(Stored entries)
==========

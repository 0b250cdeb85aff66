//! # Outfit Index
//!
//! Named collections of garment items, each item an `(id, vector, payload)`
//! triple, with exact cosine-similarity queries restricted by payload filters.
//! Two collections are in play in practice, the user's `wardrobe` and the
//! third-party `marketplace`; they are structurally identical and an id is only
//! unique inside its own collection.
//!
//! ## Core Features
//!
//! - **Pluggable Backends**: storage goes through the [`IndexBackend`] trait.
//!   - An in-memory backend for tests and throwaway sessions.
//!   - A redb backend for persistent, on-disk storage (`backend-redb` feature, on by default).
//! - **Compact records**: items are encoded with bincode and compressed with
//!   Zstd (configurable through [`CompressionConfig`]) before they hit the backend.
//! - **Dimension guard**: a collection pins the dimensionality of its first
//!   vector. Later upserts or queries with another length fail with
//!   [`IndexError::DimensionMismatch`] instead of producing meaningless scores.
//!
//! ## Example Usage
//!
//! ```
//! use index::{
//!     Category, CollectionIndex, IndexConfig, Item, ItemId, Payload, PayloadFilter, VectorStore,
//! };
//!
//! let index = CollectionIndex::new(IndexConfig::new()).unwrap();
//!
//! let shirt = Item::new(
//!     ItemId::from("shirt-1"),
//!     vec![1.0, 0.0],
//!     Payload::garment("img/shirt.jpg", Category::Top),
//! );
//! index.upsert("wardrobe", shirt).unwrap();
//!
//! let hits = index
//!     .query("wardrobe", &[1.0, 0.0], &PayloadFilter::category(Category::Top), 5)
//!     .unwrap();
//! assert_eq!(hits[0].item.id.as_str(), "shirt-1");
//! ```

mod backend;
mod query;
mod types;

#[cfg(feature = "backend-redb")]
pub use backend::RedbBackend;
pub use backend::{BackendConfig, InMemoryBackend, IndexBackend};
pub use types::{Category, Item, ItemId, ParseCategoryError, Payload, PayloadFilter, ScoredItem};

use std::collections::HashMap;
use std::sync::RwLock;

use bincode::config::standard;
use bincode::error::{DecodeError, EncodeError};
use bincode::serde::{decode_from_slice, encode_to_vec};
use serde::{Deserialize, Serialize};
use thiserror::Error;
use zstd::{decode_all, encode_all};

/// Bump this value whenever the on-disk record layout changes.
pub const INDEX_SCHEMA_VERSION: u16 = 1;

mod payload_serde {
    use serde::de::Error as DeError;
    use serde::ser::Error as SerError;
    use serde::{Deserialize, Deserializer, Serializer};

    use crate::Payload;

    // bincode cannot drive `serde_json::Value` directly, so the payload travels
    // as an embedded JSON document.
    pub(super) fn serialize<S>(value: &Payload, serializer: S) -> Result<S::Ok, S::Error>
    where
        S: Serializer,
    {
        let bytes = serde_json::to_vec(value).map_err(SerError::custom)?;
        serializer.serialize_bytes(&bytes)
    }

    pub(super) fn deserialize<'de, D>(deserializer: D) -> Result<Payload, D::Error>
    where
        D: Deserializer<'de>,
    {
        let bytes = Vec::<u8>::deserialize(deserializer)?;
        serde_json::from_slice(&bytes).map_err(DeError::custom)
    }
}

/// On-disk form of an [`Item`].
#[derive(Serialize, Deserialize, Clone, Debug)]
struct StoredItem {
    schema_version: u16,
    id: ItemId,
    vector: Vec<f32>,
    #[serde(with = "payload_serde")]
    payload: Payload,
}

impl From<StoredItem> for Item {
    fn from(stored: StoredItem) -> Self {
        Item::new(stored.id, stored.vector, stored.payload)
    }
}

/// Compression codec options for index storage.
#[derive(Clone, Debug, Default, PartialEq)]
pub enum CompressionCodec {
    /// No compression (useful for debugging).
    None,
    /// Zstd compression (default, good balance of speed and ratio).
    #[default]
    Zstd,
}

/// Compression behavior configuration.
#[derive(Clone, Debug, PartialEq)]
pub struct CompressionConfig {
    pub codec: CompressionCodec,
    /// Compression level (1-22 for Zstd, where higher = better compression but slower).
    pub level: i32,
}

impl Default for CompressionConfig {
    fn default() -> Self {
        Self {
            codec: CompressionCodec::default(),
            level: 3,
        }
    }
}

impl CompressionConfig {
    pub fn new(codec: CompressionCodec, level: i32) -> Self {
        Self { codec, level }
    }

    pub fn with_codec(mut self, codec: CompressionCodec) -> Self {
        self.codec = codec;
        self
    }

    pub fn with_level(mut self, level: i32) -> Self {
        self.level = level;
        self
    }

    fn compress(&self, data: &[u8]) -> Result<Vec<u8>, IndexError> {
        match self.codec {
            CompressionCodec::None => Ok(data.to_vec()),
            CompressionCodec::Zstd => Ok(encode_all(data, self.level)?),
        }
    }

    fn decompress(&self, data: &[u8]) -> Result<Vec<u8>, IndexError> {
        match self.codec {
            CompressionCodec::None => Ok(data.to_vec()),
            CompressionCodec::Zstd => Ok(decode_all(data)?),
        }
    }
}

/// Config for initializing the index.
#[derive(Clone, Debug, Default, PartialEq)]
pub struct IndexConfig {
    /// Backend storage configuration (in-memory or redb).
    pub backend: BackendConfig,
    /// Compression settings for stored records.
    pub compression: CompressionConfig,
}

impl IndexConfig {
    pub fn new() -> Self {
        Self::default()
    }

    pub fn with_backend(mut self, backend: BackendConfig) -> Self {
        self.backend = backend;
        self
    }

    pub fn with_compression(mut self, compression: CompressionConfig) -> Self {
        self.compression = compression;
        self
    }
}

/// Errors produced by the collection store.
#[derive(Error, Debug, Clone, PartialEq)]
pub enum IndexError {
    #[error("Backend error: {0}")]
    Backend(String),
    #[error("Serialization encode error: {0}")]
    Encode(String),
    #[error("Serialization decode error: {0}")]
    Decode(String),
    #[error("Compression error: {0}")]
    Zstd(String),
    #[error("Invalid input: {0}")]
    InvalidInput(String),
    #[error("Dimension mismatch in collection '{collection}': expected {expected}, got {actual}")]
    DimensionMismatch {
        collection: String,
        expected: usize,
        actual: usize,
    },
}

impl From<EncodeError> for IndexError {
    fn from(e: EncodeError) -> Self {
        IndexError::Encode(e.to_string())
    }
}

impl From<DecodeError> for IndexError {
    fn from(e: DecodeError) -> Self {
        IndexError::Decode(e.to_string())
    }
}

impl From<std::io::Error> for IndexError {
    fn from(e: std::io::Error) -> Self {
        IndexError::Zstd(e.to_string())
    }
}

impl IndexError {
    pub fn backend<E: std::fmt::Display>(err: E) -> Self {
        Self::Backend(err.to_string())
    }
}

/// Collection-addressed vector store.
///
/// Implementations must tolerate concurrent readers; a single store is shared
/// by every request.
pub trait VectorStore: Send + Sync {
    /// Insert or replace the item with the same id in `collection`.
    fn upsert(&self, collection: &str, item: Item) -> Result<(), IndexError>;

    /// Fetch one item by id, `None` when the collection has no such id.
    fn retrieve(&self, collection: &str, id: &ItemId) -> Result<Option<Item>, IndexError>;

    /// Up to `limit` items of the collection, in storage order.
    fn scroll(&self, collection: &str, limit: usize) -> Result<Vec<Item>, IndexError>;

    /// Up to `limit` items matching `filter`, most similar to `vector` first.
    fn query(
        &self,
        collection: &str,
        vector: &[f32],
        filter: &PayloadFilter,
        limit: usize,
    ) -> Result<Vec<ScoredItem>, IndexError>;
}

/// The shipped [`VectorStore`]: encoded items on top of an [`IndexBackend`].
pub struct CollectionIndex {
    backend: Box<dyn IndexBackend>,
    cfg: IndexConfig,
    /// Pinned dimensionality per collection, filled lazily.
    dimensions: RwLock<HashMap<String, usize>>,
}

impl CollectionIndex {
    /// Initialize or open an index using the configured backend.
    pub fn new(cfg: IndexConfig) -> Result<Self, IndexError> {
        let backend = cfg.backend.build()?;
        Ok(Self::with_backend(cfg, backend))
    }

    /// Build an index with a custom backend (e.g., in-memory for tests).
    pub fn with_backend(cfg: IndexConfig, backend: Box<dyn IndexBackend>) -> Self {
        Self {
            backend,
            cfg,
            dimensions: RwLock::new(HashMap::new()),
        }
    }

    /// Flush backend buffers if supported.
    pub fn flush(&self) -> Result<(), IndexError> {
        self.backend.flush()
    }

    /// Dimensionality pinned for `collection`, `None` while it is empty.
    pub fn dimension(&self, collection: &str) -> Result<Option<usize>, IndexError> {
        if let Some(dim) = self
            .dimensions
            .read()
            .map_err(|_| IndexError::backend("poisoned lock"))?
            .get(collection)
        {
            return Ok(Some(*dim));
        }

        // Collections reopened from disk learn their dimension from the first record.
        let mut found = None;
        self.scan_items(collection, &mut |item| {
            if found.is_none() {
                found = Some(item.vector.len());
            }
            Ok(())
        })?;
        if let Some(dim) = found {
            self.pin_dimension(collection, dim)?;
        }
        Ok(found)
    }

    fn pin_dimension(&self, collection: &str, dim: usize) -> Result<(), IndexError> {
        self.dimensions
            .write()
            .map_err(|_| IndexError::backend("poisoned lock"))?
            .entry(collection.to_string())
            .or_insert(dim);
        Ok(())
    }

    /// Reject vectors that would make cosine scores meaningless.
    pub(crate) fn check_vector(collection: &str, vector: &[f32]) -> Result<(), IndexError> {
        if collection.trim().is_empty() {
            return Err(IndexError::InvalidInput(
                "collection name must not be empty".into(),
            ));
        }
        if vector.is_empty() {
            return Err(IndexError::InvalidInput("vector must not be empty".into()));
        }
        if vector.iter().any(|v| !v.is_finite()) {
            return Err(IndexError::InvalidInput(
                "vector contains non-finite values".into(),
            ));
        }
        if vector.iter().all(|v| *v == 0.0) {
            return Err(IndexError::InvalidInput("vector has zero norm".into()));
        }
        Ok(())
    }

    /// Decode every item of `collection` and hand it to the visitor.
    pub(crate) fn scan_items(
        &self,
        collection: &str,
        visitor: &mut dyn FnMut(Item) -> Result<(), IndexError>,
    ) -> Result<(), IndexError> {
        self.backend.scan(collection, &mut |data: &[u8]| {
            let stored = self.decode_record(data)?;
            visitor(stored.into())
        })
    }

    fn decode_record(&self, data: &[u8]) -> Result<StoredItem, IndexError> {
        let decompressed = self.cfg.compression.decompress(data)?;
        let (record, _) = decode_from_slice(&decompressed, standard())?;
        Ok(record)
    }

    fn encode_record(&self, rec: &StoredItem) -> Result<Vec<u8>, IndexError> {
        let encoded = encode_to_vec(rec, standard())?;
        self.cfg.compression.compress(&encoded)
    }
}

impl VectorStore for CollectionIndex {
    fn upsert(&self, collection: &str, item: Item) -> Result<(), IndexError> {
        Self::check_vector(collection, &item.vector)?;
        // Reopened collections pin from their stored records first.
        self.dimension(collection)?;

        let dim = item.vector.len();
        let record = StoredItem {
            schema_version: INDEX_SCHEMA_VERSION,
            id: item.id,
            vector: item.vector,
            payload: item.payload,
        };
        let bytes = self.encode_record(&record)?;

        // Pin, compare and write under one lock so concurrent first writes
        // cannot store two dimensionalities.
        let mut dimensions = self
            .dimensions
            .write()
            .map_err(|_| IndexError::backend("poisoned lock"))?;
        let fresh = !dimensions.contains_key(collection);
        let expected = *dimensions.entry(collection.to_string()).or_insert(dim);
        if expected != dim {
            return Err(IndexError::DimensionMismatch {
                collection: collection.to_string(),
                expected,
                actual: dim,
            });
        }
        if let Err(err) = self.backend.put(collection, record.id.as_str(), &bytes) {
            if fresh {
                dimensions.remove(collection);
            }
            return Err(err);
        }
        drop(dimensions);

        tracing::debug!(collection, id = %record.id, dim, "index_upsert");
        Ok(())
    }

    fn retrieve(&self, collection: &str, id: &ItemId) -> Result<Option<Item>, IndexError> {
        match self.backend.get(collection, id.as_str())? {
            Some(data) => Ok(Some(self.decode_record(&data)?.into())),
            None => Ok(None),
        }
    }

    fn scroll(&self, collection: &str, limit: usize) -> Result<Vec<Item>, IndexError> {
        let mut items = Vec::new();
        if limit == 0 {
            return Ok(items);
        }
        self.scan_items(collection, &mut |item| {
            if items.len() < limit {
                items.push(item);
            }
            Ok(())
        })?;
        Ok(items)
    }

    fn query(
        &self,
        collection: &str,
        vector: &[f32],
        filter: &PayloadFilter,
        limit: usize,
    ) -> Result<Vec<ScoredItem>, IndexError> {
        self.search(collection, vector, filter, limit)
    }
}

==========

Problem statement
Which lines above hold the string "types"? Please copy all of them.

Solution to this problem
mod types;
pub use types::{Category, Item, ItemId, ParseCategoryError, Payload, PayloadFilter, ScoredItem};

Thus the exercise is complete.